San Jose Union, Labor Leaders Want to Accelerate $15 an Hour Minimum Wage Increase

Thirteen cities in Santa Clara County want to make sure that workers in California get paid a minimum of $15 an hour by 2019, three years before the state mandates that amount, and activists are facing off with a divided San Jose city council on whether that pay hike will be accelerated or not.

Union activists, who are staging a rally in front of San Jose City Hall on Tuesday, say this would bethe first region-wide approach to raising the minimum wage in the nation. But the San Jose City Council is divided on whether to accelerate the minimum wage, the Mercury News reported.

Supporters who want the pay hike accelerated say that if adopted by each city, 250,000 workers would get quicker raises, putting $800 million more in their pockets each year and boosting the gross domestic product of the nine-county area by $314 million every year.

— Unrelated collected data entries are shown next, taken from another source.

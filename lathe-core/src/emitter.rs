//! Emission orchestration.
//!
//! [`Emitter`] drives one invocation of the pipeline over a compilation
//! unit: raw emission, the post-compile hook chain, the success gate,
//! and finalization. It exposes two entry points with deliberately
//! different failure contracts:
//!
//! - [`Emitter::load`] hands the finished binary to an in-process
//!   loader and *faults* on any failure — there is no useful partial
//!   outcome when the caller needs a runnable module.
//! - [`Emitter::emit`] persists the artifacts to a directory and
//!   *returns* a [`DiagnosticResult`] when the gate fails, because an
//!   explicit build step wants to render diagnostics and pick its own
//!   exit code. Only hook faults and I/O failures are errors here.
//!
//! Emission is attempted exactly once per invocation; callers retry by
//! constructing a fresh invocation.

use std::fs;
use std::path::{Path, PathBuf};
use std::time::Instant;

use tracing::{info, warn};

use crate::artifact::{ArtifactBundle, binary_file_name, doc_file_name, symbol_file_name};
use crate::codegen::EmitOptions;
use crate::diagnostic::{Diagnostic, DiagnosticResult, has_errors, merge};
use crate::error::{EmitError, LoadError};
use crate::hooks::{AfterCompileContext, HookError};
use crate::loader::ModuleLoader;
use crate::symbols::symbols_supported;
use crate::unit::CompilationUnit;

/// One pipeline invocation over a borrowed compilation unit.
pub struct Emitter<'a> {
    unit: &'a CompilationUnit,
    symbol_support: bool,
}

impl<'a> Emitter<'a> {
    /// Create an emitter for `unit`, consulting the process-wide
    /// symbol-support probe.
    pub fn new(unit: &'a CompilationUnit) -> Self {
        Emitter {
            unit,
            symbol_support: symbols_supported(),
        }
    }

    /// Override the probed symbol support for this invocation.
    pub fn with_symbol_support(mut self, supported: bool) -> Self {
        self.symbol_support = supported;
        self
    }

    /// Build the unit and load it into the process via `loader`.
    ///
    /// Produces binary and symbol streams only. On gate failure the
    /// full diagnostic sequence, in phase order, travels with the
    /// returned [`LoadError::CompilationFailed`].
    pub fn load<L: ModuleLoader>(&self, loader: &L) -> Result<L::Module, LoadError> {
        let opts = EmitOptions {
            symbols: self.symbol_support,
            docs: false,
            manifest: false,
        };
        let (bundle, diagnostics, emit_ok) = self
            .run_pipeline(&opts)
            .map_err(|(hook, source)| LoadError::Hook { hook, source })?;

        if !emit_ok || has_errors(&diagnostics) {
            return Err(LoadError::CompilationFailed {
                unit: self.unit.name().to_string(),
                diagnostics,
            });
        }

        // An empty symbol stream is handed over as no stream at all.
        let symbols = bundle
            .symbols
            .as_deref()
            .filter(|stream| !stream.is_empty());
        loader
            .load_module(&bundle.binary, symbols)
            .map_err(|err| LoadError::Loader(Box::new(err)))
    }

    /// Build the unit and persist its artifacts under `out_dir`.
    ///
    /// Writes `<name>.wasm`, `<name>.docs.md` and, when symbol support
    /// is available, `<name>.map`. Nothing is created on disk — not
    /// even the directory — unless the success gate passes.
    pub fn emit(&self, out_dir: &Path) -> Result<DiagnosticResult, EmitError> {
        let opts = EmitOptions {
            symbols: self.symbol_support,
            docs: true,
            manifest: true,
        };
        let (bundle, diagnostics, emit_ok) = self
            .run_pipeline(&opts)
            .map_err(|(hook, source)| EmitError::Hook { hook, source })?;

        if !emit_ok || has_errors(&diagnostics) {
            return Ok(DiagnosticResult::new(false, diagnostics));
        }

        fs::create_dir_all(out_dir).map_err(|source| EmitError::Io {
            path: out_dir.to_path_buf(),
            source,
        })?;

        let name = self.unit.name();
        write_artifact(&out_dir.join(binary_file_name(name)), &bundle.binary)?;

        if let Some(docs) = &bundle.docs {
            write_artifact(&out_dir.join(doc_file_name(name)), docs)?;
        }

        // Symbol persistence is gated on the probe, not on stream
        // contents.
        if self.symbol_support {
            if let Some(symbols) = &bundle.symbols {
                write_artifact(&out_dir.join(symbol_file_name(name)), symbols)?;
            }
        }

        info!(unit = name, dir = %out_dir.display(), "artifacts written");
        Ok(DiagnosticResult::new(true, diagnostics))
    }

    /// Shared skeleton: raw emission followed by the hook chain.
    ///
    /// Returns the bundle, the merged diagnostics (analysis first, then
    /// emission, then hook-appended), and the raw-emission success
    /// flag. A hook fault aborts the chain and surfaces as `Err`.
    fn run_pipeline(
        &self,
        opts: &EmitOptions,
    ) -> Result<(ArtifactBundle, Vec<Diagnostic>, bool), (String, HookError)> {
        let mut emission_diagnostics = Vec::new();
        if !self.symbol_support {
            warn!(
                unit = self.unit.name(),
                "symbol generation is not supported on this platform"
            );
            emission_diagnostics.push(Diagnostic::warning(
                "symbol generation unavailable on this platform",
            ));
        }

        let mut bundle = ArtifactBundle::new();

        info!(unit = self.unit.name(), "emitting wasm module");
        let started = Instant::now();
        let outcome = self.unit.emit(&mut bundle, opts);
        info!(
            unit = self.unit.name(),
            elapsed_ms = started.elapsed().as_millis() as u64,
            success = outcome.success,
            "emission finished"
        );
        emission_diagnostics.extend(outcome.diagnostics);

        let mut diagnostics = merge([self.unit.diagnostics().to_vec(), emission_diagnostics]);

        for hook in self.unit.hooks() {
            let mut cx = AfterCompileContext::new(
                self.unit.name(),
                &mut bundle.binary,
                bundle.symbols.as_mut(),
                bundle.docs.as_mut(),
                &mut diagnostics,
            );
            hook.after_compile(&mut cx)
                .map_err(|source| (hook.name().to_string(), source))?;
        }

        Ok((bundle, diagnostics, outcome.success))
    }
}

fn write_artifact(path: &PathBuf, bytes: &[u8]) -> Result<(), EmitError> {
    fs::write(path, bytes).map_err(|source| EmitError::Io {
        path: path.clone(),
        source,
    })
}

They cite a report by the Institute for Research on Labor and Employment at the University of California, Berkeley to bolster their cause.

Cupertino, Los Altos, and Palo Alto have since voted for $15 by 2019, and Mountain View and Sunnyvale will enact the wage hike as early as 2018.

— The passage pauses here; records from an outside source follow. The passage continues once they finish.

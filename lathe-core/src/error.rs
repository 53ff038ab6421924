use std::path::PathBuf;

use thiserror::Error;

use crate::diagnostic::Diagnostic;
use crate::hooks::HookError;

/// Failure of the in-process Load path.
///
/// Load has no partial-success outcome: the caller needs a loaded,
/// runnable module or nothing, so every failure is a fault.
#[derive(Debug, Error)]
pub enum LoadError {
    /// Emission failed or an error diagnostic survived the hook chain.
    /// Carries the full diagnostic sequence in phase order.
    #[error("compilation of unit '{unit}' failed")]
    CompilationFailed {
        unit: String,
        diagnostics: Vec<Diagnostic>,
    },

    /// A post-compile hook faulted; the chain was aborted.
    #[error("post-compile hook '{hook}' failed")]
    Hook {
        hook: String,
        #[source]
        source: HookError,
    },

    /// The external loader rejected the finished binary.
    #[error("module load failed")]
    Loader(#[source] HookError),
}

impl LoadError {
    /// Diagnostics carried by a compilation failure, if any.
    pub fn diagnostics(&self) -> &[Diagnostic] {
        match self {
            LoadError::CompilationFailed { diagnostics, .. } => diagnostics,
            _ => &[],
        }
    }
}

/// Fault of the durable Emit path.
///
/// Gate failures are *not* faults there — they come back as a
/// `DiagnosticResult` — so this only covers hook faults and I/O
/// failures during persistence.
#[derive(Debug, Error)]
pub enum EmitError {
    #[error("post-compile hook '{hook}' failed")]
    Hook {
        hook: String,
        #[source]
        source: HookError,
    },

    #[error("failed to write artifact {}", .path.display())]
    Io {
        path: PathBuf,
        #[source]
        source: std::io::Error,
    },
}
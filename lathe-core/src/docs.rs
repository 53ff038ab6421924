//! Documentation extraction.
//!
//! Collects the `#` doc lines of a program into a markdown artifact
//! written next to the binary as `<unit>.docs.md`. Output is fully
//! deterministic for a given unit.

use std::fmt::Write as _;

use crate::ast::Program;

pub fn write_docs(unit_name: &str, program: &Program) -> Vec<u8> {
    let mut out = String::new();
    let _ = writeln!(out, "# {unit_name}");
    for def in &program.functions {
        let _ = writeln!(out, "\n## fn {}", def.name);
        if let Some(doc) = &def.doc {
            let _ = writeln!(out, "\n{doc}");
        }
    }
    out.into_bytes()
}

#[cfg(test)]
mod tests {
    use super::*;
    use crate::parser::parse;

    #[test]
    fn renders_doc_lines_under_function_headings() {
        let (program, _) = parse("# Adds one and two.\nfn main = add 1 2\nfn bare = 0\n");
        let text = String::from_utf8(write_docs("Foo", &program)).expect("utf8");
        assert!(text.starts_with("# Foo\n"));
        assert!(text.contains("## fn main"));
        assert!(text.contains("Adds one and two."));
        assert!(text.contains("## fn bare"));
    }

    #[test]
    fn output_is_deterministic() {
        let (program, _) = parse("fn main = 1\n");
        assert_eq!(write_docs("Foo", &program), write_docs("Foo", &program));
    }
}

On Tuesday, San Jose leaders will decide how they're going to approach the issue.

“As the largest city in the county, this is a key vote that other cities are watching closely,” union activist Maria Noel Fernandez said. She is backed by groups such as Latinos United for a New America, Sacred Heart Community Service, Café J, Working Partnerships USA, South Bay Labor Council, Fight for $15/Union, Santa Clara County Wage Theft Coalition, Raise the Wage Coalition, SEIU-USWW, and SEIU 521.

According to the Mercury News, Mayor Sam Liccardo, Vice Mayor Rose Herrera and Councilmen Chappie Jones and Manh Nguyen propose raising the city’s wage floor to $15 by July 1, 2019.

But council members Magdalena Carrasco, Raul Peralez, Ash Kalra and Donald Rocha want to see it raised six months earlier — on January 1, 2019.

In addition to the conflict on the council, the Mercury News reported that city staff wants something else. Kim Walesh, San Jose’s economic development director, suggested raising the minimum wage to $15 by January 2020 — one year later than the Cities Association recommendation but two years ahead of a state mandate to reach $15 by 2022.